Rational design of 1H-pyrrole-2-carboxylic acid inhibitors of NDM-1 metallo-β-lactamase restoring β-lactam efficacy against resistant Enterobacterales

Antimicrobial resistance mediated by metallo-β-lactamases (MBLs) represents a critical challenge for the efficacy of β-lactam Antibiotics. Here, we report the design, synthesis, and evaluation of a novel class of 3,5-diaryl-1H-pyrrole-2-carboxylic acids as potent New Delhi Metallo-β-lactamase (NDM)-type MBL inhibitors. Guided by molecular modeling and structure-activity relationship studies, the pyrrole scaffold was optimized through systematic modifications of the phenyl rings at position 3 and 5 of pyrrole core, yielding derivatives with low-nanomolar IC₅₀ values against NDM-1. Key interactions involve coordination of the pyrrole carboxyl groups with Zn²⁺ ions and hydrogen bonding with active-site residues, supporting enhanced binding and inhibitory potency.
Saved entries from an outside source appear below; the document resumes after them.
//! Lets a logged in user change their own password.

use std::sync::{Arc, Mutex};

use axum::{
    Extension,
    extract::{FromRef, State},
};
use rusqlite::Connection;
use serde::{Deserialize, Serialize};

use crate::{
    ApiResponse, AppState, Error, PasswordHash, ValidatedPassword,
    extract::Json,
    user::{UserID, get_user_by_id, update_password},
};

/// The state needed to change a password.
#[derive(Debug, Clone)]
pub struct ChangePasswordState {
    pub db_connection: Arc<Mutex<Connection>>,
}

impl FromRef<AppState> for ChangePasswordState {
    fn from_ref(state: &AppState) -> Self {
        Self {
            db_connection: state.db_connection.clone(),
        }
    }
}

/// Request body for changing the logged in user's password.
#[derive(Clone, Serialize, Deserialize)]
pub struct ChangePasswordData {
    pub current_password: String,
    pub new_password: String,
    pub confirm_new_password: String,
}

/// Replace the logged in user's password.
///
/// # Errors
///
/// Returns:
/// - [Error::WrongCurrentPassword] if `current_password` does not match,
/// - [Error::PasswordMismatch] if the new password and its confirmation differ,
/// - [Error::TooWeak] if the new password fails the strength check.
pub async fn change_password_endpoint(
    State(state): State<ChangePasswordState>,
    Extension(user_id): Extension<UserID>,
    Json(data): Json<ChangePasswordData>,
) -> Result<ApiResponse<&'static str>, Error> {
    let connection = state.db_connection.lock().map_err(|error| {
        tracing::error!("could not acquire database lock: {error}");
        Error::DatabaseLockError
    })?;
    let user = get_user_by_id(user_id, &connection)?;

    if !user.password_hash.verify(&data.current_password)? {
        return Err(Error::WrongCurrentPassword);
    }

    if data.new_password != data.confirm_new_password {
        return Err(Error::PasswordMismatch);
    }

    let password = ValidatedPassword::new(
        &data.new_password,
        &[user.username.as_ref(), &user.email],
    )?;
    let password_hash = PasswordHash::new(password, PasswordHash::DEFAULT_COST)?;
    update_password(user_id, &password_hash, &connection)?;
    tracing::info!("User {user_id} changed their password");

    Ok(ApiResponse::success("password changed"))
}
Lead compounds restored the activity of cefepime and meropenem against NDM-positive E. coli and K. pneumoniae strains, while triple combinations with serine β-lactamase inhibitors further enhanced antimicrobial efficacy. These results highlight 1H-pyrrole-2-carboxylic acids as a versatile scaffold for MBL inhibition and provide a rational framework for the development of therapeutics against multidrug-resistant pathogens.

1H-pyrrole-2-carboxylic acids; Antimicrobial resistance; Metallo-β-lactamases; NDM-1; Rational drug design; β-Lactamase inhibitor combinations.